BEGIN Task material
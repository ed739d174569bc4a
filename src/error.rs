// region:    --- Imports
use std::path::PathBuf;
use thiserror::Error;

// endregion: --- Imports

// region:    --- Catalogue Errors
/// 카탈로그 로드 오류 (서비스 시작 불가)
#[derive(Debug, Error)]
pub enum LoadError {
    #[error("catalogue file {path:?} could not be read: {source}")]
    Unreadable {
        path: PathBuf,
        #[source]
        source: std::io::Error,
    },

    #[error("catalogue is malformed: {0}")]
    Malformed(#[from] csv::Error),

    #[error("catalogue workbook is malformed: {0}")]
    Workbook(#[from] calamine::XlsxError),

    #[error("catalogue is missing column {0:?}")]
    MissingColumn(&'static str),

    #[error("row {row}: column {column:?} has invalid value {value:?}")]
    InvalidCell {
        row: usize,
        column: &'static str,
        value: String,
    },

    #[error("catalogue contains no products")]
    Empty,

    #[error("product code {0:?} appears more than once")]
    DuplicateProduct(String),

    #[error("product {code:?} has invalid price {price}")]
    InvalidPrice { code: String, price: f64 },
}
// endregion: --- Catalogue Errors

// region:    --- Validation Errors
/// 입찰 검증 오류 (사용자가 수정 후 재제출 가능)
#[derive(Debug, Error, Clone, PartialEq)]
pub enum ValidationError {
    #[error("Please fill in all required fields.")]
    MissingFields,

    #[error("Incorrect bid amount format")]
    InvalidBidFormat,

    #[error("Bid Amount must be equal to start price or greater.")]
    BidTooLow { bid: i64, price: f64 },
}

impl ValidationError {
    pub fn code(&self) -> &'static str {
        match self {
            Self::MissingFields => "MISSING_FIELDS",
            Self::InvalidBidFormat => "INVALID_BID_FORMAT",
            Self::BidTooLow { .. } => "BID_TOO_LOW",
        }
    }
}
// endregion: --- Validation Errors

// region:    --- Persistence Errors
/// 저장소 오류 (입찰 미기록, 재시도 가능)
#[derive(Debug, Error)]
pub enum PersistenceError {
    #[error("database error: {0}")]
    Database(#[from] sqlx::Error),

    #[error("export write failed: {0}")]
    Export(#[from] csv::Error),

    #[error("workbook export failed: {0}")]
    Workbook(#[from] rust_xlsxwriter::XlsxError),

    #[error("export task failed: {0}")]
    ExportTask(#[from] tokio::task::JoinError),

    #[error("export file error: {0}")]
    Io(#[from] std::io::Error),
}
// endregion: --- Persistence Errors

// region:    --- Session Errors
/// 세션 상태 오류
#[derive(Debug, Error, Clone, PartialEq, Eq)]
pub enum SessionError {
    #[error("session {0} not found")]
    NotFound(u64),

    #[error("no bid form is open; start a bid first")]
    FormNotOpen,

    #[error("no product selected")]
    NoProductSelected,
}
// endregion: --- Session Errors

// region:    --- Bid Errors
/// 입찰 확정 흐름 전체의 오류
#[derive(Debug, Error)]
pub enum BidError {
    #[error(transparent)]
    Session(#[from] SessionError),

    #[error(transparent)]
    Validation(#[from] ValidationError),

    #[error(transparent)]
    Persistence(#[from] PersistenceError),
}
// endregion: --- Bid Errors

// region:    --- Config Errors
#[derive(Debug, Error)]
pub enum ConfigError {
    #[error("config file {path:?} could not be read: {source}")]
    Unreadable {
        path: PathBuf,
        #[source]
        source: std::io::Error,
    },

    #[error("config file is not valid TOML: {0}")]
    Invalid(#[from] toml::de::Error),
}
// endregion: --- Config Errors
END Task material
Top to bottom, set down the whole listing exactly.

- _Answer area_
repository ed739d174569bc4a
filename src/error.rs
// region:    --- Imports
use std::path::PathBuf;
use thiserror::Error;

// endregion: --- Imports

// region:    --- Catalogue Errors
/// 카탈로그 로드 오류 (서비스 시작 불가)
#[derive(Debug, Error)]
pub enum LoadError {
    #[error("catalogue file {path:?} could not be read: {source}")]
    Unreadable {
        path: PathBuf,
        #[source]
        source: std::io::Error,
    },

    #[error("catalogue is malformed: {0}")]
    Malformed(#[from] csv::Error),

    #[error("catalogue workbook is malformed: {0}")]
    Workbook(#[from] calamine::XlsxError),

    #[error("catalogue is missing column {0:?}")]
    MissingColumn(&'static str),

    #[error("row {row}: column {column:?} has invalid value {value:?}")]
    InvalidCell {
        row: usize,
        column: &'static str,
        value: String,
    },

    #[error("catalogue contains no products")]
    Empty,

    #[error("product code {0:?} appears more than once")]
    DuplicateProduct(String),

    #[error("product {code:?} has invalid price {price}")]
    InvalidPrice { code: String, price: f64 },
}
// endregion: --- Catalogue Errors

// region:    --- Validation Errors
/// 입찰 검증 오류 (사용자가 수정 후 재제출 가능)
#[derive(Debug, Error, Clone, PartialEq)]
pub enum ValidationError {
    #[error("Please fill in all required fields.")]
    MissingFields,

    #[error("Incorrect bid amount format")]
    InvalidBidFormat,

    #[error("Bid Amount must be equal to start price or greater.")]
    BidTooLow { bid: i64, price: f64 },
}

impl ValidationError {
    pub fn code(&self) -> &'static str {
        match self {
            Self::MissingFields => "MISSING_FIELDS",
            Self::InvalidBidFormat => "INVALID_BID_FORMAT",
            Self::BidTooLow { .. } => "BID_TOO_LOW",
        }
    }
}
// endregion: --- Validation Errors

// region:    --- Persistence Errors
/// 저장소 오류 (입찰 미기록, 재시도 가능)
#[derive(Debug, Error)]
pub enum PersistenceError {
    #[error("database error: {0}")]
    Database(#[from] sqlx::Error),

    #[error("export write failed: {0}")]
    Export(#[from] csv::Error),

    #[error("workbook export failed: {0}")]
    Workbook(#[from] rust_xlsxwriter::XlsxError),

    #[error("export task failed: {0}")]
    ExportTask(#[from] tokio::task::JoinError),

    #[error("export file error: {0}")]
    Io(#[from] std::io::Error),
}
// endregion: --- Persistence Errors

// region:    --- Session Errors
/// 세션 상태 오류
#[derive(Debug, Error, Clone, PartialEq, Eq)]
pub enum SessionError {
    #[error("session {0} not found")]
    NotFound(u64),

    #[error("no bid form is open; start a bid first")]
    FormNotOpen,

    #[error("no product selected")]
    NoProductSelected,
}
// endregion: --- Session Errors

// region:    --- Bid Errors
/// 입찰 확정 흐름 전체의 오류
#[derive(Debug, Error)]
pub enum BidError {
    #[error(transparent)]
    Session(#[from] SessionError),

    #[error(transparent)]
    Validation(#[from] ValidationError),

    #[error(transparent)]
    Persistence(#[from] PersistenceError),
}
// endregion: --- Bid Errors

// region:    --- Config Errors
#[derive(Debug, Error)]
pub enum ConfigError {
    #[error("config file {path:?} could not be read: {source}")]
    Unreadable {
        path: PathBuf,
        #[source]
        source: std::io::Error,
    },

    #[error("config file is not valid TOML: {0}")]
    Invalid(#[from] toml::de::Error),
}
// endregion: --- Config Errors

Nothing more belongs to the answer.